* [Stored data]
——————————

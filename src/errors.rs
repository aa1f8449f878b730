use thiserror::Error;

#[derive(Debug, Error)]
pub enum ImportError {
    /// A master table is missing the minimum business-key/name columns.
    /// Fatal: no insert statement can be built against it.
    #[error("table `{table}` must have at least the {needed} columns (or synonyms)")]
    SchemaMismatch {
        table: &'static str,
        needed: &'static str,
    },
    /// Two master rows collapse onto the same normalized business key and the
    /// lookup maps were built with `KeyPolicy::Reject`.
    #[error("duplicate business key `{key}` in `{table}` after normalization")]
    DuplicateKey { table: &'static str, key: String },
}
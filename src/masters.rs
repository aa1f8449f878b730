use crate::catalog::choose;
use crate::coerce::{normalize_str, value_at};
use crate::db::{placeholders, SqlStore, SqlValue};
use crate::errors::ImportError;
use color_eyre::Result;
use polars::prelude::*;

fn distinct_rows(df: &DataFrame, select: Vec<Expr>) -> PolarsResult<DataFrame> {
    df.clone()
        .lazy()
        .select(select)
        .unique_stable(None, UniqueKeepStrategy::First)
        .collect()
}

/// Inserts the distinct countries of the introduction source. Conflict-ignore
/// on the ISO code keeps re-runs idempotent. Returns the number of new rows.
pub fn upsert_countries(store: &SqlStore, introduction: &DataFrame) -> Result<usize> {
    let cols = store.table_columns("countries")?;
    let iso_col = choose(&cols, &["iso_code", "iso3", "code", "iso_3_code"]);
    let name_col = choose(&cols, &["country_name", "name"]);
    let reg_col = choose(&cols, &["who_region", "region"]);
    let (iso_col, name_col) = match (iso_col, name_col) {
        (Some(iso), Some(name)) => (iso, name),
        _ => {
            return Err(ImportError::SchemaMismatch {
                table: "countries",
                needed: "iso_code & country_name",
            }
            .into())
        }
    };

    let names = introduction.get_column_names_str();
    if !names.contains(&"ISO_3_CODE") || !names.contains(&"COUNTRYNAME") {
        println!("introduction file lacks ISO_3_CODE/COUNTRYNAME; skipping countries insert.");
        return Ok(0);
    }
    let region_target = if names.contains(&"WHO_REGION") {
        reg_col
    } else {
        None
    };
    let with_region = region_target.is_some();

    let mut select = vec![col("ISO_3_CODE"), col("COUNTRYNAME")];
    if with_region {
        select.push(col("WHO_REGION"));
    }
    let distinct = distinct_rows(introduction, select)?;
    println!("upserting {} countries...", distinct.height());

    let mut targets = vec![iso_col, name_col];
    if let Some(reg) = region_target {
        targets.push(reg);
    }
    let sql = format!(
        "INSERT OR IGNORE INTO countries ({}) VALUES ({})",
        targets.join(", "),
        placeholders(targets.len())
    );

    let iso = distinct.column("ISO_3_CODE").ok();
    let name = distinct.column("COUNTRYNAME").ok();
    let region = distinct.column("WHO_REGION").ok();
    let mut tx = store.begin()?;
    let mut inserted = 0;
    for i in 0..distinct.height() {
        let Some(key) = normalize_str(&value_at(iso, i)) else {
            continue;
        };
        let mut values = vec![
            SqlValue::Text(key),
            SqlValue::from(normalize_str(&value_at(name, i))),
        ];
        if with_region {
            values.push(SqlValue::from(normalize_str(&value_at(region, i))));
        }
        inserted += store.execute_in(&mut tx, &sql, values)? as usize;
    }
    store.commit(tx)?;
    Ok(inserted)
}

/// Inserts the distinct diseases mentioned across the incidence and
/// reported-cases sources.
pub fn upsert_diseases(
    store: &SqlStore,
    incidence: Option<&DataFrame>,
    reported: Option<&DataFrame>,
) -> Result<usize> {
    let cols = store.table_columns("diseases")?;
    let key_col = choose(&cols, &["disease_code", "disease", "name"]).ok_or(
        ImportError::SchemaMismatch {
            table: "diseases",
            needed: "disease_code/disease/name",
        },
    )?;
    let desc_col = choose(&cols, &["disease_description", "description"]);

    let mut frames = Vec::new();
    for df in [incidence, reported].into_iter().flatten() {
        let names = df.get_column_names_str();
        if !names.contains(&"DISEASE") {
            continue;
        }
        // Sources without a description column contribute a null one so the
        // union keeps a single schema.
        let desc = if names.contains(&"DISEASE_DESCRIPTION") {
            col("DISEASE_DESCRIPTION")
        } else {
            lit(NULL).cast(DataType::String).alias("DISEASE_DESCRIPTION")
        };
        frames.push(df.clone().lazy().select([col("DISEASE"), desc]));
    }
    if frames.is_empty() {
        return Ok(0);
    }
    let distinct = concat(frames, UnionArgs::default())?
        .unique_stable(None, UniqueKeepStrategy::First)
        .collect()?;
    println!("upserting {} diseases...", distinct.height());

    let sql = match &desc_col {
        Some(desc) => format!("INSERT OR IGNORE INTO diseases ({key_col}, {desc}) VALUES (?, ?)"),
        None => format!("INSERT OR IGNORE INTO diseases ({key_col}) VALUES (?)"),
    };
    let key = distinct.column("DISEASE").ok();
    let desc = distinct.column("DISEASE_DESCRIPTION").ok();
    let mut tx = store.begin()?;
    let mut inserted = 0;
    for i in 0..distinct.height() {
        let Some(key_val) = normalize_str(&value_at(key, i)) else {
            continue;
        };
        let mut values = vec![SqlValue::Text(key_val)];
        if desc_col.is_some() {
            values.push(SqlValue::from(normalize_str(&value_at(desc, i))));
        }
        inserted += store.execute_in(&mut tx, &sql, values)? as usize;
    }
    store.commit(tx)?;
    Ok(inserted)
}

/// Inserts the distinct antigens of the coverage source. The business key
/// prefers the antigen code and falls back to the description; the display
/// value goes the other way.
pub fn upsert_vaccines(store: &SqlStore, coverage: &DataFrame) -> Result<usize> {
    let cols = store.table_columns("vaccines")?;
    let key_col = choose(&cols, &["vaccine_code", "vaccine_name", "vaccine"]).ok_or(
        ImportError::SchemaMismatch {
            table: "vaccines",
            needed: "vaccine_code/vaccine_name/vaccine",
        },
    )?;
    let desc_col = choose(&cols, &["vaccine_description", "description"]);

    let names = coverage.get_column_names_str();
    let mut select = Vec::new();
    for source in ["ANTIGEN", "ANTIGEN_DESCRIPTION"] {
        if names.contains(&source) {
            select.push(col(source));
        }
    }
    if select.is_empty() {
        return Ok(0);
    }
    let distinct = distinct_rows(coverage, select)?;
    println!("upserting {} vaccines...", distinct.height());

    let sql = match &desc_col {
        Some(desc) => format!("INSERT OR IGNORE INTO vaccines ({key_col}, {desc}) VALUES (?, ?)"),
        None => format!("INSERT OR IGNORE INTO vaccines ({key_col}) VALUES (?)"),
    };
    let code = distinct.column("ANTIGEN").ok();
    let desc = distinct.column("ANTIGEN_DESCRIPTION").ok();
    let mut tx = store.begin()?;
    let mut inserted = 0;
    for i in 0..distinct.height() {
        let code_val = normalize_str(&value_at(code, i));
        let desc_val = normalize_str(&value_at(desc, i));
        let Some(key_val) = code_val.clone().or_else(|| desc_val.clone()) else {
            continue;
        };
        let mut values = vec![SqlValue::Text(key_val)];
        if desc_col.is_some() {
            values.push(SqlValue::from(desc_val.or(code_val)));
        }
        inserted += store.execute_in(&mut tx, &sql, values)? as usize;
    }
    store.commit(tx)?;
    Ok(inserted)
}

——————————

* [The task]
Copy out every line of the data where the word "None" occurs.

* [Result for this exercise]
        .unique_stable(None, UniqueKeepStrategy::First)
        None
        .unique_stable(None, UniqueKeepStrategy::First)
        None => format!("INSERT OR IGNORE INTO diseases ({key_col}) VALUES (?)"),
        None => format!("INSERT OR IGNORE INTO vaccines ({key_col}) VALUES (?)"),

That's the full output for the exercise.